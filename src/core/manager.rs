use anyhow::{anyhow, bail, Result};
use chrono::{DateTime, Utc};
use parking_lot::{Mutex, RwLock};
use sha2::{Digest, Sha256};
use std::collections::HashMap;
use std::fmt::Write as _;
use std::path::{Path, PathBuf};
use std::sync::Arc;
use std::time::Duration;
use tokio::sync::Semaphore;

use crate::core::events::{CallbackRegistry, EventDispatcher, TaskEvent};
use crate::core::fetch::{self, ByteSink, ErrorClass, FileSink, TransferOptions};
use crate::core::filename;
use crate::core::progress::{self, ProgressThrottle};
use crate::core::validate;
use crate::models::download::{DownloadState, DownloadTask, TaskSnapshot};
use crate::models::settings::DownloadSettings;
use crate::models::track::Track;

/// Stable identity of a download: same URL to the same destination is the
/// same task, everything else is not.
pub fn fingerprint(url: &str, destination: &Path) -> String {
    let mut hasher = Sha256::new();
    hasher.update(url.as_bytes());
    hasher.update(b"\n");
    hasher.update(destination.to_string_lossy().as_bytes());
    let digest = hasher.finalize();
    let mut out = String::with_capacity(32);
    for byte in digest.iter().take(16) {
        let _ = write!(out, "{:02x}", byte);
    }
    out
}

fn default_title(url: &str) -> String {
    url::Url::parse(url)
        .ok()
        .and_then(|u| {
            u.path_segments()
                .and_then(|s| s.last().map(|p| p.to_string()))
        })
        .filter(|s| !s.is_empty())
        .unwrap_or_else(|| url.to_string())
}

fn backoff_delay(base: Duration, attempt: u32) -> Duration {
    let base_ms = base.as_millis() as u64 * attempt as u64;
    let jitter = rand::random::<u64>() % (base_ms / 2 + 1);
    Duration::from_millis(base_ms + jitter)
}

/// Runs downloads on a bounded pool of workers: de-duplicates by
/// fingerprint, retries transient failures with linear backoff, validates
/// completed files and only then moves them into place. Construct inside a
/// tokio runtime.
#[derive(Clone)]
pub struct DownloadManager {
    client: reqwest::Client,
    settings: Arc<DownloadSettings>,
    tasks: Arc<Mutex<HashMap<String, Arc<DownloadTask>>>>,
    gate: Arc<RwLock<Arc<Semaphore>>>,
    callbacks: Arc<CallbackRegistry>,
    events: EventDispatcher,
}

impl DownloadManager {
    pub fn new(settings: DownloadSettings) -> Self {
        let client = fetch::build_client(Duration::from_secs(settings.connect_timeout_secs));
        let gate = Arc::new(RwLock::new(Arc::new(Semaphore::new(settings.max_concurrent))));
        let callbacks = Arc::new(CallbackRegistry::default());
        let events = EventDispatcher::spawn(callbacks.clone());
        Self {
            client,
            settings: Arc::new(settings),
            tasks: Arc::new(Mutex::new(HashMap::new())),
            gate,
            callbacks,
            events,
        }
    }

    pub fn on_progress(&self, cb: impl Fn(&TaskSnapshot) + Send + Sync + 'static) {
        self.callbacks.on_progress(Arc::new(cb));
    }

    pub fn on_completion(&self, cb: impl Fn(&TaskSnapshot) + Send + Sync + 'static) {
        self.callbacks.on_completion(Arc::new(cb));
    }

    /// Queues a download of `url` to `destination`. Fails while a live
    /// task already exists for the same pair; a finished one is replaced.
    pub fn submit(
        &self,
        url: &str,
        destination: impl Into<PathBuf>,
        title: Option<String>,
    ) -> Result<String> {
        self.submit_inner(url, destination.into(), title, None)
    }

    /// Song variant: the destination is derived from the track's artist
    /// and title under the configured music directory, and the track
    /// record is updated in memory on success.
    pub fn submit_track(&self, track: Arc<Track>) -> Result<String> {
        let ext = filename::extension_from_url(&track.stream_url);
        let file_name = filename::track_file_name(&track.artist, &track.title, ext);
        let destination = self.settings.music_dir.join(file_name);
        let title = if track.artist.is_empty() {
            track.title.clone()
        } else {
            format!("{} - {}", track.artist, track.title)
        };
        let url = track.stream_url.clone();
        self.submit_inner(&url, destination, Some(title), Some(track))
    }

    fn submit_inner(
        &self,
        url: &str,
        destination: PathBuf,
        title: Option<String>,
        track: Option<Arc<Track>>,
    ) -> Result<String> {
        let id = fingerprint(url, &destination);
        let task = Arc::new(DownloadTask::new(
            id.clone(),
            url.to_string(),
            destination,
            title.unwrap_or_else(|| default_title(url)),
            track,
            self.settings.max_retries,
        ));

        {
            let mut tasks = self.tasks.lock();
            if let Some(existing) = tasks.get(&id) {
                if existing.is_live() {
                    bail!("download already in progress for {}", url);
                }
            }
            tasks.insert(id.clone(), task.clone());
        }

        tracing::info!(url, id = %id, "queued download");
        let ctx = WorkerCtx {
            client: self.client.clone(),
            settings: self.settings.clone(),
            gate: self.gate.clone(),
            events: self.events.clone(),
        };
        tokio::spawn(run_task(ctx, task));
        Ok(id)
    }

    /// Cancels the live task for `url`. Terminal and never retried.
    pub fn cancel(&self, url: &str) -> Result<()> {
        let task = {
            let tasks = self.tasks.lock();
            tasks.values().find(|t| t.url == url && t.is_live()).cloned()
        };
        match task {
            Some(task) => {
                task.cancel.cancel();
                Ok(())
            }
            None => bail!("no active download found for {}", url),
        }
    }

    pub fn get_progress(&self, url: &str) -> Option<TaskSnapshot> {
        let tasks = self.tasks.lock();
        tasks
            .values()
            .filter(|t| t.url == url)
            .max_by_key(|t| t.created_at)
            .map(|t| t.snapshot())
    }

    pub fn list_all(&self) -> Vec<TaskSnapshot> {
        let mut all: Vec<TaskSnapshot> =
            self.tasks.lock().values().map(|t| t.snapshot()).collect();
        all.sort_by_key(|s| s.created_at);
        all
    }

    /// Drops every finished task — Completed, Failed and Cancelled alike —
    /// from the table. Live tasks are untouched.
    pub fn clear_completed(&self) {
        self.tasks.lock().retain(|_, t| t.is_live());
    }

    /// Swaps the concurrency gate. Tasks already holding or awaiting a
    /// slot keep the old gate; later acquisitions see the new limit.
    pub fn set_max_concurrent(&self, n: usize) {
        *self.gate.write() = Arc::new(Semaphore::new(n));
        tracing::info!(max_concurrent = n, "concurrency limit changed");
    }
}

struct WorkerCtx {
    client: reqwest::Client,
    settings: Arc<DownloadSettings>,
    gate: Arc<RwLock<Arc<Semaphore>>>,
    events: EventDispatcher,
}

async fn run_task(ctx: WorkerCtx, task: Arc<DownloadTask>) {
    let semaphore = ctx.gate.read().clone();
    let _permit = tokio::select! {
        _ = task.cancel.cancelled() => {
            task.finish(DownloadState::Cancelled, None);
            ctx.events.emit(TaskEvent::Finished(task.snapshot()));
            return;
        }
        permit = semaphore.acquire_owned() => match permit {
            Ok(p) => p,
            Err(_) => {
                task.finish(DownloadState::Failed, Some("concurrency gate closed".into()));
                ctx.events.emit(TaskEvent::Finished(task.snapshot()));
                return;
            }
        },
    };

    let started = Utc::now();
    task.mark_started(started);

    match drive(&ctx, &task, started).await {
        Ok(()) => {
            if let Some(track) = &task.track {
                track.mark_downloaded(&task.destination);
            }
            task.finish(DownloadState::Completed, None);
            tracing::info!(url = %task.url, path = %task.destination.display(), "download complete");
        }
        Err(e) => {
            if fetch::classify_error(&e) == ErrorClass::Cancelled || task.cancel.is_cancelled() {
                task.finish(DownloadState::Cancelled, None);
                tracing::info!(url = %task.url, "download cancelled");
            } else {
                task.finish(DownloadState::Failed, Some(e.to_string()));
                tracing::error!(url = %task.url, error = %e, "download failed");
            }
        }
    }
    ctx.events.emit(TaskEvent::Finished(task.snapshot()));
}

/// The retry loop. Transient failures back off and try again until the
/// attempt budget runs out; permanent failures, validation failures and
/// cancellation all short-circuit.
async fn drive(ctx: &WorkerCtx, task: &Arc<DownloadTask>, started: DateTime<Utc>) -> Result<()> {
    let tmp = fetch::temp_path(&task.destination);
    loop {
        let attempt = task.begin_attempt();
        match attempt_transfer(ctx, task, &tmp, started).await {
            Ok(()) => {
                if let Err(e) =
                    validate::validate_download(&tmp, ctx.settings.min_audio_bytes).await
                {
                    let _ = tokio::fs::remove_file(&tmp).await;
                    return Err(anyhow!("validation failed for {}: {}", task.url, e));
                }
                if let Err(e) = tokio::fs::rename(&tmp, &task.destination).await {
                    let _ = tokio::fs::remove_file(&tmp).await;
                    return Err(anyhow!(
                        "could not move {} into place: {}",
                        task.destination.display(),
                        e
                    ));
                }
                return Ok(());
            }
            Err(e) => match fetch::classify_error(&e) {
                ErrorClass::Cancelled | ErrorClass::Permanent => return Err(e),
                ErrorClass::Transient => {
                    if attempt >= task.max_retries {
                        return Err(e);
                    }
                    let delay = backoff_delay(ctx.settings.retry_delay(), attempt);
                    tracing::warn!(
                        url = %task.url,
                        attempt,
                        max_retries = task.max_retries,
                        error = %e,
                        "transfer failed, backing off"
                    );
                    tokio::select! {
                        _ = task.cancel.cancelled() => return Err(fetch::transfer_cancelled()),
                        _ = tokio::time::sleep(delay) => {}
                    }
                }
            },
        }
    }
}

async fn attempt_transfer(
    ctx: &WorkerCtx,
    task: &Arc<DownloadTask>,
    tmp: &Path,
    started: DateTime<Utc>,
) -> Result<()> {
    let mut sink = FileSink::create(tmp, ctx.settings.write_buffer_bytes).await?;
    let opts = TransferOptions {
        range_start: 0,
        chunk_timeout: ctx.settings.chunk_timeout(),
        cancel: task.cancel.clone(),
    };

    let mut throttle = ProgressThrottle::new(ctx.settings.progress_interval_ms);
    let events = ctx.events.clone();
    let progress_task = task.clone();
    let result = fetch::run_transfer(
        &ctx.client,
        &task.url,
        &mut sink,
        &opts,
        move |downloaded, total| {
            progress_task
                .with_progress(|p| progress::update(p, downloaded, total, Utc::now(), started));
            if throttle.should_emit() {
                events.emit(TaskEvent::Progress(progress_task.snapshot()));
            }
        },
    )
    .await;

    match result {
        Ok(received) => {
            // Throttling may have swallowed the last chunk's update; always
            // publish the end-of-transfer state.
            task.with_progress(|p| {
                let total = p.total_bytes;
                progress::update(p, received, total, Utc::now(), started);
            });
            ctx.events.emit(TaskEvent::Progress(task.snapshot()));
            Ok(())
        }
        Err(e) => {
            sink.abort().await;
            Err(e)
        }
    }
}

[Activity]
Return exactly, please, the lines of the material from the first one down to and including the line where "use crate::core::validate;" appears.

[Answer box]
filename src/core/manager.rs
use anyhow::{anyhow, bail, Result};
use chrono::{DateTime, Utc};
use parking_lot::{Mutex, RwLock};
use sha2::{Digest, Sha256};
use std::collections::HashMap;
use std::fmt::Write as _;
use std::path::{Path, PathBuf};
use std::sync::Arc;
use std::time::Duration;
use tokio::sync::Semaphore;

use crate::core::events::{CallbackRegistry, EventDispatcher, TaskEvent};
use crate::core::fetch::{self, ByteSink, ErrorClass, FileSink, TransferOptions};
use crate::core::filename;
use crate::core::progress::{self, ProgressThrottle};
use crate::core::validate;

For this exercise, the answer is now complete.